The building is the work of architect Ion D. Berindey and blends several architectural styles: neo-gothic, romantic and neo-baroque. It was inaugurated in 1925, by King Ferdinand of Romania, as The Palace of Justice. Starting with 1995 the edifice hosts four museums, gathered as the Moldova National Museum Ensemble: Moldova History Museum, Stefan Procopiu Science and Technics Museum, Moldova Ethnographic Museum, The Art Museum and the Research and Conservation Center for Cultural Patrimony.
The monument has 298 rooms and stands on a 36,000 sqm surface. During the Second World War it served as headquarters for the German and, later, Soviet, troops.
The reopening of the four museums will offer the public the opportunity to visit a series of temporary exhibitions, featuring patrimony items belonging to the Iasi institution, as well as two travelling exhibitions. One comes from the National History Museum in Bucharest and it is titled ‘Ancient gold and silver of Romania’, and the other from the Peles Museum in Sinaia, called ‘Art and ceremony at royal dinners.’
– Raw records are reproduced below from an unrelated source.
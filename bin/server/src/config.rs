//! Centralized server configuration.
//!
//! Loaded via the `config` crate from environment variables; nested keys use
//! a double underscore, e.g. `HUB__MAILBOX_CAPACITY`.

use courier_conversation::nats::DEFAULT_BUCKET;
use courier_conversation::{
    CONVERSATION_TTL, DEFAULT_COMMAND_BUFFER, DEFAULT_MAILBOX_CAPACITY, KEEPALIVE_INTERVAL,
};
use serde::Deserialize;
use std::time::Duration;

/// Server configuration.
#[derive(Debug, Clone, Deserialize)]
pub struct ServerConfig {
    /// Address the HTTP listener binds to.
    #[serde(default = "default_bind_addr")]
    pub bind_addr: String,

    /// Hub sizing.
    #[serde(default)]
    pub hub: HubConfig,

    /// WebSocket behaviour.
    #[serde(default)]
    pub websocket: WebSocketConfig,

    /// Session cache lifetimes.
    #[serde(default)]
    pub session: SessionConfig,

    /// Durable tier. Without a URL the in-memory tier is used.
    #[serde(default)]
    pub nats: NatsConfig,
}

/// Hub sizing.
#[derive(Debug, Clone, Deserialize)]
#[serde(default)]
pub struct HubConfig {
    /// Outbound mailbox capacity per connection.
    pub mailbox_capacity: usize,
    /// Depth of the hub's request queue.
    pub command_buffer: usize,
}

impl Default for HubConfig {
    fn default() -> Self {
        Self {
            mailbox_capacity: DEFAULT_MAILBOX_CAPACITY,
            command_buffer: DEFAULT_COMMAND_BUFFER,
        }
    }
}

/// WebSocket behaviour.
#[derive(Debug, Clone, Deserialize)]
#[serde(default)]
pub struct WebSocketConfig {
    /// Idle seconds before a ping is sent.
    pub keepalive_seconds: u64,
}

impl Default for WebSocketConfig {
    fn default() -> Self {
        Self {
            keepalive_seconds: KEEPALIVE_INTERVAL.as_secs(),
        }
    }
}

impl WebSocketConfig {
    /// Keep-alive interval; never zero.
    #[must_use]
    pub fn keepalive(&self) -> Duration {
        Duration::from_secs(self.keepalive_seconds.max(1))
    }
}

/// Session cache lifetimes.
#[derive(Debug, Clone, Deserialize)]
#[serde(default)]
pub struct SessionConfig {
    /// Durable-tier TTL in seconds, refreshed on every write.
    pub ttl_seconds: u64,

    /// Conversations idle this long are dropped from the local cache.
    pub idle_evict_seconds: u64,

    /// Interval between idle-eviction runs, in seconds.
    pub cleanup_interval_seconds: u64,
}

impl Default for SessionConfig {
    fn default() -> Self {
        Self {
            ttl_seconds: CONVERSATION_TTL.as_secs(),
            idle_evict_seconds: 3600,
            cleanup_interval_seconds: 300,
        }
    }
}

impl SessionConfig {
    /// Durable-tier TTL.
    #[must_use]
    pub fn ttl(&self) -> Duration {
        Duration::from_secs(self.ttl_seconds)
    }

    /// How long a conversation may sit unchanged before it leaves the local
    /// cache.
    #[must_use]
    pub fn idle_after(&self) -> Duration {
        Duration::from_secs(self.idle_evict_seconds)
    }

    /// Interval between idle-eviction runs; never zero.
    #[must_use]
    pub fn cleanup_interval(&self) -> Duration {
        Duration::from_secs(self.cleanup_interval_seconds.max(1))
    }
}

/// NATS JetStream key-value settings.
#[derive(Debug, Clone, Deserialize)]
#[serde(default)]
pub struct NatsConfig {
    /// Server URL. Absent means no NATS.
    pub url: Option<String>,
    /// Key-value bucket name.
    pub bucket: String,
}

impl Default for NatsConfig {
    fn default() -> Self {
        Self {
            url: None,
            bucket: DEFAULT_BUCKET.to_string(),
        }
    }
}

fn default_bind_addr() -> String {
    "0.0.0.0:8080".to_string()
}

impl ServerConfig {
    /// Loads configuration from environment variables.
    ///
    /// # Errors
    ///
    /// Returns an error if a value is present but invalid.
    pub fn from_env() -> Result<Self, config::ConfigError> {
        Self::load(config::Environment::default())
    }

    fn load(environment: config::Environment) -> Result<Self, config::ConfigError> {
        config::Config::builder()
            .add_source(environment.separator("__").try_parsing(true))
            .build()?
            .try_deserialize()
    }
}
//! # Parsing for ostree container image references
//!
//! ostree-based systems combine a standard container image reference
//! with a signature verification policy into a single URL-like string,
//! stored e.g. in a deployment's origin. The scheme token names the
//! verification mechanism:
//!
//! - `ostree-remote-registry:<remotename>:<image>` - Verify via ostree remote
//! - `ostree-image-signed:<transport>:<image>` - Use container policy
//! - `ostree-unverified-registry:<image>` - No verification (not recommended)
//!
//! Example: `ostree-remote-registry:fedora:quay.io/fedora/fedora-coreos:stable`
//!
//! The `*-registry` forms are shorthands whose tail is a bare registry
//! image; the `*-image` forms carry an explicit transport, and a
//! `docker://` transport is equivalent to `registry:`. Parsing is exposed
//! via [`OstreeImageReference`], which decomposes into a
//! [`SignatureSource`] and a transport-qualified [`ImageReference`].

use std::fmt;
use std::str::FromStr;

/// An error from parsing an image reference string.
#[derive(Debug, Clone, PartialEq, Eq, thiserror::Error)]
#[non_exhaustive]
pub enum ParseError {
    /// The leading scheme or transport token is not a known one.
    #[error("unknown transport prefix '{0}'")]
    UnknownTransportPrefix(String),
    /// The reference matched a known prefix but is structurally invalid.
    #[error("malformed reference '{reference}': {reason}")]
    MalformedReference {
        /// The full input string.
        reference: String,
        /// The structural problem with it.
        reason: &'static str,
    },
}

impl ParseError {
    fn malformed(reference: &str, reason: &'static str) -> Self {
        Self::MalformedReference {
            reference: reference.to_string(),
            reason,
        }
    }
}

/// A backend/transport for OCI/Docker images.
#[derive(Copy, Clone, Hash, Debug, PartialEq, Eq)]
pub enum Transport {
    /// A remote Docker/OCI registry (`registry:` or `docker://`)
    Registry,
    /// A local OCI directory (`oci:`)
    OciDir,
    /// A local OCI archive tarball (`oci-archive:`)
    OciArchive,
    /// A local Docker archive tarball (`docker-archive:`)
    DockerArchive,
    /// Local container storage (`containers-storage:`)
    ContainerStorage,
    /// Local directory (`dir:`)
    Dir,
    /// Local Docker daemon (`docker-daemon:`)
    DockerDaemon,
}

impl Transport {
    const OCI_STR: &'static str = "oci";
    const OCI_ARCHIVE_STR: &'static str = "oci-archive";
    const DOCKER_ARCHIVE_STR: &'static str = "docker-archive";
    const CONTAINERS_STORAGE_STR: &'static str = "containers-storage";
    const LOCAL_DIRECTORY_STR: &'static str = "dir";
    const REGISTRY_STR: &'static str = "registry";
    const DOCKER_DAEMON_STR: &'static str = "docker-daemon";
}

impl TryFrom<&str> for Transport {
    type Error = ParseError;

    fn try_from(value: &str) -> Result<Self, ParseError> {
        Ok(match value {
            Self::REGISTRY_STR | "docker" => Self::Registry,
            Self::OCI_STR => Self::OciDir,
            Self::OCI_ARCHIVE_STR => Self::OciArchive,
            Self::DOCKER_ARCHIVE_STR => Self::DockerArchive,
            Self::CONTAINERS_STORAGE_STR => Self::ContainerStorage,
            Self::LOCAL_DIRECTORY_STR => Self::Dir,
            Self::DOCKER_DAEMON_STR => Self::DockerDaemon,
            o => return Err(ParseError::UnknownTransportPrefix(o.to_string())),
        })
    }
}

/// Combination of a transport and a transport-specific image identifier.
#[derive(Debug, Clone, Hash, PartialEq, Eq)]
pub struct ImageReference {
    /// The storage and transport for the image.
    pub transport: Transport,
    /// The image identifier (e.g. `quay.io/somerepo/someimage:latest`),
    /// stored verbatim after the transport prefix.
    pub image: String,
}

impl TryFrom<&str> for ImageReference {
    type Error = ParseError;

    fn try_from(value: &str) -> Result<Self, ParseError> {
        let (transport_name, mut image) = value
            .split_once(':')
            .ok_or_else(|| ParseError::malformed(value, "missing ':'"))?;
        let transport = Transport::try_from(transport_name)?;
        if transport_name == "docker" {
            image = image
                .strip_prefix("//")
                .ok_or_else(|| ParseError::malformed(value, "missing '//' after 'docker:'"))?;
        }
        if image.is_empty() {
            return Err(ParseError::malformed(value, "empty image name"));
        }
        Ok(Self {
            transport,
            image: image.to_string(),
        })
    }
}

impl FromStr for ImageReference {
    type Err = ParseError;

    fn from_str(s: &str) -> Result<Self, ParseError> {
        Self::try_from(s)
    }
}

/// Policy for signature verification.
#[derive(Debug, Clone, PartialEq, Eq, Hash)]
pub enum SignatureSource {
    /// Fetches use the named ostree remote for signature verification
    /// of the ostree commit.
    OstreeRemote(String),
    /// Fetches defer to the `containers-policy.json`, which is expected
    /// to require a signature.
    ContainerPolicy,
    /// NOT RECOMMENDED.  No cryptographic signature is required.
    ContainerPolicyAllowInsecure,
}

impl SignatureSource {
    /// Whether this policy requires no image-level signature. Note this
    /// is true for [`Self::OstreeRemote`] as well: there the trust root
    /// is the remote's key configuration, not an image signature.
    pub fn allow_insecure(&self) -> bool {
        !matches!(self, Self::ContainerPolicy)
    }

    /// The name of the ostree remote supplying signing keys, if this is
    /// remote-backed verification.
    pub fn ostree_remote(&self) -> Option<&str> {
        match self {
            Self::OstreeRemote(remote) => Some(remote),
            _ => None,
        }
    }
}

/// The scheme token starting an ostree image reference. Each token fixes
/// the verification policy and whether the tail carries its own
/// transport or is a bare registry image.
#[derive(Debug, Clone, Copy, PartialEq, Eq)]
enum Scheme {
    UnverifiedImage,
    UnverifiedRegistry,
    ImageSigned,
    RemoteImage,
    RemoteRegistry,
}

impl Scheme {
    fn parse(token: &str) -> Option<Self> {
        Some(match token {
            "ostree-unverified-image" => Self::UnverifiedImage,
            "ostree-unverified-registry" => Self::UnverifiedRegistry,
            "ostree-image-signed" => Self::ImageSigned,
            "ostree-remote-image" => Self::RemoteImage,
            "ostree-remote-registry" => Self::RemoteRegistry,
            _ => return None,
        })
    }

    /// The shorthand forms whose tail is a bare registry image.
    fn forces_registry(self) -> bool {
        matches!(self, Self::UnverifiedRegistry | Self::RemoteRegistry)
    }

    /// The forms carrying a second colon-delimited `<remote>` segment.
    fn takes_remote(self) -> bool {
        matches!(self, Self::RemoteImage | Self::RemoteRegistry)
    }
}

/// Combination of a signature verification mechanism, and a standard
/// container image reference.
#[derive(Debug, Clone, PartialEq, Eq, Hash)]
pub struct OstreeImageReference {
    /// The signature verification mechanism.
    pub sigverify: SignatureSource,
    /// The container image reference.
    pub imgref: ImageReference,
}

impl TryFrom<&str> for OstreeImageReference {
    type Error = ParseError;

    fn try_from(value: &str) -> Result<Self, ParseError> {
        let (token, rest) = value
            .split_once(':')
            .ok_or_else(|| ParseError::malformed(value, "missing ':'"))?;
        let scheme = Scheme::parse(token)
            .ok_or_else(|| ParseError::UnknownTransportPrefix(token.to_string()))?;
        let (sigverify, tail) = if scheme.takes_remote() {
            let (remote, tail) = rest
                .split_once(':')
                .ok_or_else(|| ParseError::malformed(value, "missing second ':'"))?;
            (SignatureSource::OstreeRemote(remote.to_string()), tail)
        } else {
            let sigverify = match scheme {
                Scheme::ImageSigned => SignatureSource::ContainerPolicy,
                _ => SignatureSource::ContainerPolicyAllowInsecure,
            };
            (sigverify, rest)
        };
        if tail.is_empty() {
            return Err(ParseError::malformed(value, "empty image name"));
        }
        let imgref = if scheme.forces_registry() {
            ImageReference {
                transport: Transport::Registry,
                image: tail.to_string(),
            }
        } else {
            tail.try_into()?
        };
        Ok(Self { sigverify, imgref })
    }
}

impl FromStr for OstreeImageReference {
    type Err = ParseError;

    fn from_str(s: &str) -> Result<Self, ParseError> {
        Self::try_from(s)
    }
}

impl fmt::Display for Transport {
    fn fmt(&self, f: &mut fmt::Formatter<'_>) -> fmt::Result {
        let s = match self {
            // TODO once skopeo supports this, canonicalize as registry:
            Self::Registry => "docker://",
            Self::OciArchive => "oci-archive:",
            Self::DockerArchive => "docker-archive:",
            Self::OciDir => "oci:",
            Self::ContainerStorage => "containers-storage:",
            Self::Dir => "dir:",
            Self::DockerDaemon => "docker-daemon:",
        };
        f.write_str(s)
    }
}

impl fmt::Display for ImageReference {
    fn fmt(&self, f: &mut fmt::Formatter<'_>) -> fmt::Result {
        write!(f, "{}{}", self.transport, self.image)
    }
}

impl fmt::Display for SignatureSource {
    fn fmt(&self, f: &mut fmt::Formatter<'_>) -> fmt::Result {
        match self {
            Self::OstreeRemote(r) => write!(f, "ostree-remote-image:{r}"),
            Self::ContainerPolicy => write!(f, "ostree-image-signed"),
            Self::ContainerPolicyAllowInsecure => write!(f, "ostree-unverified-image"),
        }
    }
}

impl fmt::Display for OstreeImageReference {
    fn fmt(&self, f: &mut fmt::Formatter<'_>) -> fmt::Result {
        match (&self.sigverify, &self.imgref) {
            (SignatureSource::ContainerPolicyAllowInsecure, imgref)
                if imgref.transport == Transport::Registry =>
            {
                // Because allow-insecure is the effective default, allow formatting
                // without it.  Note this formatting is asymmetric and cannot be
                // re-parsed.
                if f.alternate() {
                    write!(f, "{}", self.imgref)
                } else {
                    write!(f, "ostree-unverified-registry:{}", self.imgref.image)
                }
            }
            (sigverify, imgref) => {
                write!(f, "{sigverify}:{imgref}")
            }
        }
    }
}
The refurbishment works involved the architecture and historical structures, the conservation and restoration of mural and wood paintings, the restoration of the stained glass, of the stone decorations, ceramics, metal and glass items.
The financing of the works was undertaken in a partnership with Council of Europe Development Bank. The total value of the works performed on site stands at EUR 26 million.